Few states have addressed how physicians and other health providers should charge for EHR requests, and requirements differ widely in states that do regulate the activity, Mr. Crosley said during the meeting. Illinois, for example, allows doctors and hospitals to charge 50% of the paper-based per-page fee for electronic records retrieved from scanning, digital imaging, electronic information, or another digital format. Ohio does not distinguish between paper and electronic records and allows providers to charge the same per-page fee for both. Most states base fees for paper records on pages, with some states setting limits on maximum copying costs.

Developing cost guidelines around electronic PHI is more complex than meets the eye, ONC members noted at the Sept. 28 meeting. Questions include how producible format should affect fees, whether the cost of electronic data should be comparable to paper copies, and to what extent labor should be factored into cost. Making matters more complicated are recent federal regulations under the Health Information Technology for Economic and Clinical Health (HITECH) Act that mandate what costs can and cannot not include. The 2013 Omnibus Rule, which made amendments to HIPAA as required by the HITECH Act, gives patients the right to obtain health information copies in the form and format they wish, as long as that form is “readily producible” by the covered entity.
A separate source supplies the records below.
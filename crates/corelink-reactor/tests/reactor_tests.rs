//! End-to-end reactor tests driving a real `EventManager`.
//!
//! The primary election and OS signal hooks are process-global, so every
//! test takes `TEST_LOCK` and builds its manager while no other test's
//! manager is alive.

use std::cell::{Cell, RefCell};
use std::os::unix::io::{IntoRawFd, RawFd};
use std::os::unix::net::UnixStream;
use std::rc::{Rc, Weak};
use std::sync::Mutex;
use std::time::Duration;

use corelink_reactor::{
    ChildHandler, EventManager, FdEventHandler, FdEvents, LoopEndHandler, LoopEndMarker,
    ReactorError, ShutdownHandler, SignalHandler, Timer, TimerOwner,
};

static TEST_LOCK: Mutex<()> = Mutex::new(());

fn lock() -> std::sync::MutexGuard<'static, ()> {
    TEST_LOCK.lock().unwrap_or_else(|e| e.into_inner())
}

fn fd_is_open(fd: RawFd) -> bool {
    unsafe { libc::fcntl(fd, libc::F_GETFD) >= 0 }
}

// ----------------------------------------------------------------------------
// Loop-End Semantics
// ----------------------------------------------------------------------------

struct Resubscriber {
    manager: Rc<EventManager>,
    weak_self: RefCell<Weak<Resubscriber>>,
    marker: LoopEndMarker,
    calls: Cell<u32>,
    resubscribes_left: Cell<u32>,
}

impl Resubscriber {
    fn new(manager: Rc<EventManager>, resubscribes: u32) -> Rc<Self> {
        let probe = Rc::new(Self {
            manager,
            weak_self: RefCell::new(Weak::new()),
            marker: LoopEndMarker::new(),
            calls: Cell::new(0),
            resubscribes_left: Cell::new(resubscribes),
        });
        *probe.weak_self.borrow_mut() = Rc::downgrade(&probe);
        probe
    }
}

impl LoopEndHandler for Resubscriber {
    fn loop_end_marker(&self) -> &LoopEndMarker {
        &self.marker
    }

    fn receive_loop_end_event(&self) {
        self.calls.set(self.calls.get() + 1);
        if self.resubscribes_left.get() > 0 {
            self.resubscribes_left.set(self.resubscribes_left.get() - 1);
            if let Some(this) = self.weak_self.borrow().upgrade() {
                let as_dyn: Rc<dyn LoopEndHandler> = this;
                self.manager.loop_end_subscribe(&as_dyn);
            }
        }
    }
}

#[test]
fn test_loop_end_dedup_within_one_iteration() {
    let _guard = lock();
    let manager = EventManager::new().unwrap();

    let probe = Resubscriber::new(manager.clone(), 0);
    let as_dyn: Rc<dyn LoopEndHandler> = probe.clone();
    manager.loop_end_subscribe(&as_dyn);
    manager.loop_end_subscribe(&as_dyn);
    manager.loop_end_subscribe(&as_dyn);

    manager.iteration().unwrap();
    assert_eq!(probe.calls.get(), 1);

    // Nothing carried over: an iteration bounded by a short timer does not
    // invoke the handler again.
    let ticker = Ticker::new(manager.clone());
    let timer = ticker.make_timer("wake");
    manager.start_timer(&timer, Duration::from_millis(5));
    manager.iteration().unwrap();
    assert_eq!(probe.calls.get(), 1);

    manager.shutdown(false).unwrap();
}

#[test]
fn test_loop_end_resubscribe_lands_in_next_iteration() {
    let _guard = lock();
    let manager = EventManager::new().unwrap();

    let probe = Resubscriber::new(manager.clone(), 1);
    let as_dyn: Rc<dyn LoopEndHandler> = probe.clone();
    manager.loop_end_subscribe(&as_dyn);

    // The re-subscription from inside the callback is not drained in the
    // same pass.
    manager.iteration().unwrap();
    assert_eq!(probe.calls.get(), 1);

    manager.iteration().unwrap();
    assert_eq!(probe.calls.get(), 2);

    manager.shutdown(false).unwrap();
}

// ----------------------------------------------------------------------------
// Timers
// ----------------------------------------------------------------------------

struct Ticker {
    manager: Rc<EventManager>,
    timers: RefCell<Vec<(&'static str, Timer)>>,
    fired: RefCell<Vec<&'static str>>,
    stop_after: Cell<usize>,
}

impl Ticker {
    fn new(manager: Rc<EventManager>) -> Rc<Self> {
        Rc::new(Self {
            manager,
            timers: RefCell::new(Vec::new()),
            fired: RefCell::new(Vec::new()),
            stop_after: Cell::new(usize::MAX),
        })
    }

    fn make_timer(self: &Rc<Self>, name: &'static str) -> Timer {
        let weak: Weak<dyn TimerOwner> = Rc::<Self>::downgrade(self);
        let timer = Timer::new(weak);
        self.timers.borrow_mut().push((name, timer.clone()));
        timer
    }
}

impl TimerOwner for Ticker {
    fn timer_expired(&self, timer: &Timer) {
        let name = self
            .timers
            .borrow()
            .iter()
            .find(|(_, t)| t == timer)
            .map(|(name, _)| *name)
            .unwrap_or("?");
        self.fired.borrow_mut().push(name);
        if self.fired.borrow().len() >= self.stop_after.get() {
            self.manager.stop();
        }
    }
}

#[test]
fn test_timer_firing_order_through_run() {
    let _guard = lock();
    let manager = EventManager::new().unwrap();

    let ticker = Ticker::new(manager.clone());
    ticker.stop_after.set(3);
    let t1 = ticker.make_timer("t1");
    let t2 = ticker.make_timer("t2");
    let t3 = ticker.make_timer("t3");

    manager.start_timer(&t1, Duration::from_millis(100));
    manager.start_timer(&t2, Duration::from_millis(50));
    manager.start_timer(&t3, Duration::from_millis(50));

    manager.run().unwrap();

    assert_eq!(*ticker.fired.borrow(), vec!["t2", "t3", "t1"]);
    manager.shutdown(false).unwrap();
}

struct ArmOnRead {
    manager: Rc<EventManager>,
    timer: Timer,
}

impl FdEventHandler for ArmOnRead {
    fn receive_fd_event(&self, fd: RawFd, _events: FdEvents) {
        self.manager.start_timer(&self.timer, Duration::ZERO);
        self.manager.remove_fd_handler(fd);
    }
}

#[test]
fn test_timer_armed_in_fd_callback_waits_for_next_iteration() {
    let _guard = lock();
    let manager = EventManager::new().unwrap();

    let ticker = Ticker::new(manager.clone());
    let timer = ticker.make_timer("armed-in-callback");

    let (local, peer) = UnixStream::pair().unwrap();
    let fd = local.into_raw_fd();

    let handler = Rc::new(ArmOnRead {
        manager: manager.clone(),
        timer,
    });
    let as_dyn: Rc<dyn FdEventHandler> = handler.clone();
    manager.set_fd_handler(fd, &as_dyn, FdEvents::READ).unwrap();

    use std::io::Write;
    let mut peer = peer;
    peer.write_all(b"x").unwrap();

    // A zero-duration timer armed from inside the fd callback belongs to the
    // next iteration, not the batch being dispatched.
    manager.iteration().unwrap();
    assert!(ticker.fired.borrow().is_empty());

    manager.iteration().unwrap();
    assert_eq!(*ticker.fired.borrow(), vec!["armed-in-callback"]);

    manager.close_fd(fd);
    manager.shutdown(false).unwrap();
}

// ----------------------------------------------------------------------------
// Fd Table
// ----------------------------------------------------------------------------

struct ReadProbe {
    manager: Rc<EventManager>,
    events_seen: RefCell<Vec<(RawFd, FdEvents)>>,
}

impl FdEventHandler for ReadProbe {
    fn receive_fd_event(&self, fd: RawFd, events: FdEvents) {
        self.events_seen.borrow_mut().push((fd, events));
        self.manager.stop();
    }
}

#[test]
fn test_fd_readiness_dispatch_and_close() {
    let _guard = lock();
    let manager = EventManager::new().unwrap();

    let (local, peer) = UnixStream::pair().unwrap();
    let fd = local.into_raw_fd();

    let probe = Rc::new(ReadProbe {
        manager: manager.clone(),
        events_seen: RefCell::new(Vec::new()),
    });
    let as_dyn: Rc<dyn FdEventHandler> = probe.clone();
    manager.set_fd_handler(fd, &as_dyn, FdEvents::READ).unwrap();

    // Removing a handler from an unrelated fd is a no-op and leaves this
    // registration intact.
    manager.remove_fd_handler(fd + 100);
    assert!(manager.has_fd_handler(fd));

    use std::io::Write;
    let mut peer = peer;
    peer.write_all(b"x").unwrap();

    manager.run().unwrap();

    let seen = probe.events_seen.borrow();
    assert_eq!(seen.len(), 1);
    assert_eq!(seen[0].0, fd);
    assert!(seen[0].1.readable());
    drop(seen);

    manager.close_fd(fd);
    assert!(!manager.has_fd_handler(fd));
    assert!(!fd_is_open(fd));

    // Idempotent on an fd with nothing registered.
    manager.remove_fd_handler(fd);
    manager.shutdown(false).unwrap();
}

#[test]
fn test_interest_mask_toggling() {
    let _guard = lock();
    let manager = EventManager::new().unwrap();

    let (local, _peer) = UnixStream::pair().unwrap();
    let fd = local.into_raw_fd();

    let probe = Rc::new(ReadProbe {
        manager: manager.clone(),
        events_seen: RefCell::new(Vec::new()),
    });
    let as_dyn: Rc<dyn FdEventHandler> = probe.clone();
    manager.set_fd_handler(fd, &as_dyn, FdEvents::NONE).unwrap();

    manager.enable_read_events(fd).unwrap();
    manager.enable_write_events(fd).unwrap();
    assert_eq!(manager.fd_events(fd), FdEvents::READ.with(FdEvents::WRITE));

    manager.disable_read_events(fd).unwrap();
    assert_eq!(manager.fd_events(fd), FdEvents::WRITE);

    // Redundant change is accepted without effect.
    manager.disable_read_events(fd).unwrap();
    assert_eq!(manager.fd_events(fd), FdEvents::WRITE);

    // Unregistered fd refuses interest changes.
    assert!(matches!(
        manager.set_fd_events(fd + 100, FdEvents::READ),
        Err(ReactorError::WrongState)
    ));

    manager.close_fd(fd);
    manager.shutdown(false).unwrap();
}

// ----------------------------------------------------------------------------
// Shutdown
// ----------------------------------------------------------------------------

#[test]
fn test_graceful_shutdown_refused_while_fd_registered() {
    let _guard = lock();
    let manager = EventManager::new().unwrap();

    let (local, _peer) = UnixStream::pair().unwrap();
    let fd = local.into_raw_fd();

    let probe = Rc::new(ReadProbe {
        manager: manager.clone(),
        events_seen: RefCell::new(Vec::new()),
    });
    let as_dyn: Rc<dyn FdEventHandler> = probe.clone();
    manager.set_fd_handler(fd, &as_dyn, FdEvents::READ).unwrap();

    // Refused, and the registration is left intact.
    assert!(matches!(
        manager.shutdown(false),
        Err(ReactorError::WrongState)
    ));
    assert!(manager.has_fd_handler(fd));
    assert!(fd_is_open(fd));

    // Forced shutdown closes the leaked descriptor and empties the table.
    manager.shutdown(true).unwrap();
    assert!(!manager.has_fd_handler(fd));
    assert!(!fd_is_open(fd));
}

struct ShutdownProbe {
    manager: Rc<EventManager>,
    weak_self: RefCell<Weak<ShutdownProbe>>,
    calls: Cell<u32>,
    unsubscribes_itself: bool,
}

impl ShutdownProbe {
    fn new(manager: Rc<EventManager>, unsubscribes_itself: bool) -> Rc<Self> {
        let probe = Rc::new(Self {
            manager,
            weak_self: RefCell::new(Weak::new()),
            calls: Cell::new(0),
            unsubscribes_itself,
        });
        *probe.weak_self.borrow_mut() = Rc::downgrade(&probe);
        probe
    }
}

impl ShutdownHandler for ShutdownProbe {
    fn receive_shutdown_event(&self) {
        self.calls.set(self.calls.get() + 1);
        if self.unsubscribes_itself {
            if let Some(this) = self.weak_self.borrow().upgrade() {
                let as_dyn: Rc<dyn ShutdownHandler> = this;
                self.manager.shutdown_unsubscribe(&as_dyn);
            }
        }
    }
}

#[test]
fn test_shutdown_drain_tolerates_handlers_that_stay_subscribed() {
    let _guard = lock();
    let manager = EventManager::new().unwrap();

    let polite = ShutdownProbe::new(manager.clone(), true);
    let stubborn = ShutdownProbe::new(manager.clone(), false);
    let polite_dyn: Rc<dyn ShutdownHandler> = polite.clone();
    let stubborn_dyn: Rc<dyn ShutdownHandler> = stubborn.clone();

    manager.shutdown_subscribe(&polite_dyn);
    manager.shutdown_subscribe(&stubborn_dyn);
    // Duplicate subscription collapses.
    manager.shutdown_subscribe(&stubborn_dyn);

    manager.shutdown(false).unwrap();

    // Each handler ran exactly once; the one that never unsubscribed was
    // dropped forcibly instead of looping forever.
    assert_eq!(polite.calls.get(), 1);
    assert_eq!(stubborn.calls.get(), 1);
}

// ----------------------------------------------------------------------------
// Signals and Children
// ----------------------------------------------------------------------------

struct SignalProbe {
    manager: Rc<EventManager>,
    received: RefCell<Vec<i32>>,
}

impl SignalHandler for SignalProbe {
    fn receive_signal_event(&self, signal: i32) {
        self.received.borrow_mut().push(signal);
        self.manager.stop();
    }
}

#[test]
fn test_signal_delivery_to_subscriber() {
    let _guard = lock();
    let manager = EventManager::new().unwrap();
    assert!(manager.is_primary());

    let probe = Rc::new(SignalProbe {
        manager: manager.clone(),
        received: RefCell::new(Vec::new()),
    });
    let as_dyn: Rc<dyn SignalHandler> = probe.clone();
    manager.signal_subscribe(&as_dyn).unwrap();

    unsafe {
        libc::raise(libc::SIGUSR1);
    }

    manager.run().unwrap();

    assert_eq!(*probe.received.borrow(), vec![libc::SIGUSR1]);

    manager.signal_unsubscribe(&as_dyn);
    manager.shutdown(false).unwrap();
}

struct ChildProbe {
    manager: Rc<EventManager>,
    exits: RefCell<Vec<(i32, i32)>>,
}

impl ChildHandler for ChildProbe {
    fn child_exited(&self, pid: i32, status: i32) {
        self.exits.borrow_mut().push((pid, status));
        self.manager.stop();
    }
}

#[test]
fn test_child_exit_reported_and_reaped() {
    let _guard = lock();
    let manager = EventManager::new().unwrap();

    let child = std::process::Command::new("true").spawn().unwrap();
    let pid = child.id() as i32;

    let probe = Rc::new(ChildProbe {
        manager: manager.clone(),
        exits: RefCell::new(Vec::new()),
    });
    let as_dyn: Rc<dyn ChildHandler> = probe.clone();
    manager.set_child_handler(pid, &as_dyn).unwrap();

    manager.run().unwrap();

    let exits = probe.exits.borrow();
    assert_eq!(exits.len(), 1);
    assert_eq!(exits[0].0, pid);
    assert!(libc::WIFEXITED(exits[0].1));
    assert_eq!(libc::WEXITSTATUS(exits[0].1), 0);
    drop(exits);

    // The exited child was removed from the registry, so graceful shutdown
    // passes the emptiness check.
    manager.shutdown(false).unwrap();
}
Fees cannot include costs associated with searching for or retrieving the requested information, but may include labor charges such as time spent to create and copy the electronic file or the compiling, extracting, scanning, and burning health information to media.

“The interaction of these two points creates some issues for covered entities as well as for the charges being offered,” Mr. Crosley said.

As part of its recommendations, ONC suggests that OCR define search and retrieval and distinguish between search and retrieval costs versus copying and duplication costs. In future guidance, OCR should also provide more precision around calculation of labor, media, and search and retrieval costs as well as provide examples of hypothetical scenarios for clarity, the workgroup proposes. In addition, ONC would like OCR to clarify how to handle more restrictive privacy state laws if patients want a doctor to send a record to a third party. As part of the 2013 Omnibus rule, patients can direct a covered entity to transmit a record directly to an individual’s designee or third party.

The ONC workgroup based its recommendations on a survey of questions provided to a group of health providers, EHR vendors, and patients about cost for electronic PHI. The Sept. 28 suggestions are not formal recommendations, but will be used by ONC as a basis to develop final consideration points for the OCR.